We hear ad nauseam that the earth is doomed to end in twelve years unless we turn off coal and nuclear power stations. As if that is not enough, we are also harangued at every turn by environmental activists to stop using oil and gas. Even meat, one of the most nutritious food items known to man, is said to be bad for climate change cause. According to the narrative, beef production takes up too much land and fertilizer to produce feed.
It is also disturbing that those campaigning for so called clean energy are oblivious to the fact the world will get poorer without oil, gas, and coal for the simple reason that there are no viable alternatives. We can scream all day long about clean energy but that won’t change the fact neither solar nor wind are viable
It is also a sad indictment of our age that those propagating so hard to ban fossil fuels in favor of nonexistent solar and wind technologies are not willing to allow anyone to question the veracity of climate scaremongering. If you question the narrative, suddenly you are a science denier according to this new authoritarianism. So on and on it goes and every twelve years the apocalypse that was hyped up does not happen.
Which between coal-fired power plants and environmental activists poses an existential threat to the fate of the poor? The scaremongering which reached a fever pitch this week in the Egyptian holiday resort of Sharma el Sheik where the world leaders are meeting on the occasion of COP 27, gives you an idea. The United Nations Secretary-General Antonio Guterres kicked off the conference by fretting that “we are in the fight of our lives and are losing “. Obviously, his idea of losing is when he fails to wean us off coil, oil, and gas. Boris Johnson was not too far behind. He proclaimed that this is not to moment to give up on net zero emissions. He was just disappointed that one of his advisers” scoffed at wind power on the grounds it was medieval”. What an adviser!
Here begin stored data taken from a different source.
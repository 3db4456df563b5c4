//! Chat Completions 接口的请求与响应类型
//!
//! 与 OpenAI 兼容的 `/chat/completions` 接口保持一致。

use crate::constants::DEFAULT_RESPONSE_FORMAT;
use serde::{Deserialize, Deserializer, Serialize};

/// 消息角色
#[derive(Debug, Clone, Copy, Default, PartialEq, Eq, Serialize, Deserialize)]
#[serde(rename_all = "lowercase")]
pub enum Role {
    System,
    User,
    #[default]
    Assistant,
    Tool,
}

/// 对话消息
///
/// 工具调用的回复中 `content` 可能为 null，按空字符串处理。
#[derive(Debug, Clone, Default, PartialEq, Serialize, Deserialize)]
pub struct ChatMessage {
    pub role: Role,
    #[serde(default, deserialize_with = "null_as_default")]
    pub content: String,
}

impl ChatMessage {
    pub fn new(role: Role, content: impl Into<String>) -> Self {
        Self {
            role,
            content: content.into(),
        }
    }

    pub fn system(content: impl Into<String>) -> Self {
        Self::new(Role::System, content)
    }

    pub fn user(content: impl Into<String>) -> Self {
        Self::new(Role::User, content)
    }

    pub fn assistant(content: impl Into<String>) -> Self {
        Self::new(Role::Assistant, content)
    }
}

/// 响应格式
#[derive(Debug, Clone, PartialEq, Serialize, Deserialize)]
pub struct ResponseFormat {
    #[serde(rename = "type")]
    pub kind: String,
    #[serde(skip_serializing_if = "Option::is_none")]
    pub json_schema: Option<serde_json::Value>,
}

impl Default for ResponseFormat {
    fn default() -> Self {
        Self::text()
    }
}

impl ResponseFormat {
    /// 纯文本输出
    pub fn text() -> Self {
        Self {
            kind: DEFAULT_RESPONSE_FORMAT.to_string(),
            json_schema: None,
        }
    }

    /// JSON 对象输出
    pub fn json_object() -> Self {
        Self {
            kind: "json_object".to_string(),
            json_schema: None,
        }
    }

    /// 按 JSON Schema 约束输出
    pub fn json_schema(schema: serde_json::Value) -> Self {
        Self {
            kind: "json_schema".to_string(),
            json_schema: Some(schema),
        }
    }
}

/// `POST /chat/completions` 请求体
#[derive(Debug, Clone, PartialEq, Serialize, Deserialize)]
pub struct ChatCompletionRequest {
    pub model: String,
    pub messages: Vec<ChatMessage>,
    pub temperature: f64,
    pub max_tokens: u32,
    pub response_format: ResponseFormat,
}

/// 单个候选结果
#[derive(Debug, Clone, PartialEq, Serialize, Deserialize)]
pub struct Choice {
    #[serde(default, deserialize_with = "null_as_default")]
    pub index: u32,
    #[serde(default, deserialize_with = "null_as_default")]
    pub message: ChatMessage,
    #[serde(default)]
    pub finish_reason: Option<String>,
}

/// Token 用量
#[derive(Debug, Clone, Copy, Default, PartialEq, Eq, Serialize, Deserialize)]
pub struct Usage {
    #[serde(default, deserialize_with = "null_as_default")]
    pub prompt_tokens: u32,
    #[serde(default, deserialize_with = "null_as_default")]
    pub completion_tokens: u32,
    #[serde(default, deserialize_with = "null_as_default")]
    pub total_tokens: u32,
}

/// 上游在响应体中携带的错误对象
#[derive(Debug, Clone, Default, PartialEq, Serialize, Deserialize)]
pub struct ApiErrorBody {
    #[serde(default, deserialize_with = "string_or_null")]
    pub message: String,
    #[serde(rename = "type", default, deserialize_with = "string_or_null")]
    pub kind: String,
    #[serde(default, deserialize_with = "string_or_null")]
    pub param: String,
    #[serde(default, deserialize_with = "string_or_null")]
    pub code: String,
}

/// `POST /chat/completions` 响应体
///
/// 缺失或为 null 的字段都取零值。
#[derive(Debug, Clone, Default, PartialEq, Serialize, Deserialize)]
pub struct ChatCompletionResponse {
    #[serde(default, deserialize_with = "null_as_default")]
    pub id: String,
    #[serde(default, deserialize_with = "null_as_default")]
    pub object: String,
    #[serde(default, deserialize_with = "null_as_default")]
    pub created: i64,
    #[serde(default)]
    pub model: Option<String>,
    #[serde(default, deserialize_with = "null_as_default")]
    pub choices: Vec<Choice>,
    #[serde(default, deserialize_with = "null_as_default")]
    pub usage: Usage,
    #[serde(default, skip_serializing_if = "Option::is_none")]
    pub error: Option<ApiErrorBody>,
}

impl ChatCompletionResponse {
    /// 第一个候选结果的文本
    pub fn first_content(&self) -> Option<&str> {
        self.choices.first().map(|choice| choice.message.content.as_str())
    }
}

/// null 按类型的默认值处理
fn null_as_default<'de, D, T>(deserializer: D) -> Result<T, D::Error>
where
    D: Deserializer<'de>,
    T: Default + Deserialize<'de>,
{
    Ok(Option::<T>::deserialize(deserializer)?.unwrap_or_default())
}

/// 上游的 `code`、`param` 字段可能是字符串、数字或 null
fn string_or_null<'de, D>(deserializer: D) -> Result<String, D::Error>
where
    D: Deserializer<'de>,
{
    let value = Option::<serde_json::Value>::deserialize(deserializer)?;
    Ok(match value {
        None | Some(serde_json::Value::Null) => String::new(),
        Some(serde_json::Value::String(s)) => s,
        Some(other) => other.to_string(),
    })
}

/// 多轮对话历史
///
/// 保存系统提示词和之后的每一轮消息，每次调用时整体发送。
#[derive(Debug, Clone, Default, PartialEq)]
pub struct Conversation {
    messages: Vec<ChatMessage>,
}

impl Conversation {
    pub fn new() -> Self {
        Self::default()
    }

    /// 以系统提示词开始一段对话
    pub fn with_system(prompt: impl Into<String>) -> Self {
        Self {
            messages: vec![ChatMessage::system(prompt)],
        }
    }

    pub fn push_user(&mut self, content: impl Into<String>) {
        self.messages.push(ChatMessage::user(content));
    }

    pub fn push_assistant(&mut self, content: impl Into<String>) {
        self.messages.push(ChatMessage::assistant(content));
    }

    /// 把响应中的第一个候选结果追加为助手消息，返回追加的文本
    pub fn record_reply(&mut self, response: &ChatCompletionResponse) -> Option<String> {
        let reply = response.first_content()?.to_string();
        self.push_assistant(reply.clone());
        Some(reply)
    }

    /// 撤销最后一条用户消息（调用失败时使用）
    pub fn pop_user(&mut self) -> Option<ChatMessage> {
        match self.messages.last() {
            Some(message) if message.role == Role::User => self.messages.pop(),
            _ => None,
        }
    }

    pub fn messages(&self) -> &[ChatMessage] {
        &self.messages
    }

    pub fn len(&self) -> usize {
        self.messages.len()
    }

    pub fn is_empty(&self) -> bool {
        self.messages.is_empty()
    }
}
Given the foregoing, I want Guterres to lose his battle of banning fossil fuels. I want him to fail because success for him is when the majority of the world’s population is plunged into further poverty due to lack of cheap and reliable electricity. We have to remember that while eighty seven percent of the world’s population has access to electricity, in Africa it is only 42 percent which does.. To add salt to injury, only 8 % of the rural population has access to electricity. You only have to drive through parts of rural Malawi for that really to hit you in the face. Not everyone has been swept away by the anti-fossil fuel hysteria. Enter Minergy’s CEO Morne du Plessis. He recently stated that because coal is necessary for prosperity of developing nations, it is not going away soon. He also stated the obvious fact that green options are not affordable and underscored the need to develop technologies to clean coal. We need more common sense CEOs like Morne du Plessis in a corporate world infested with political correctness.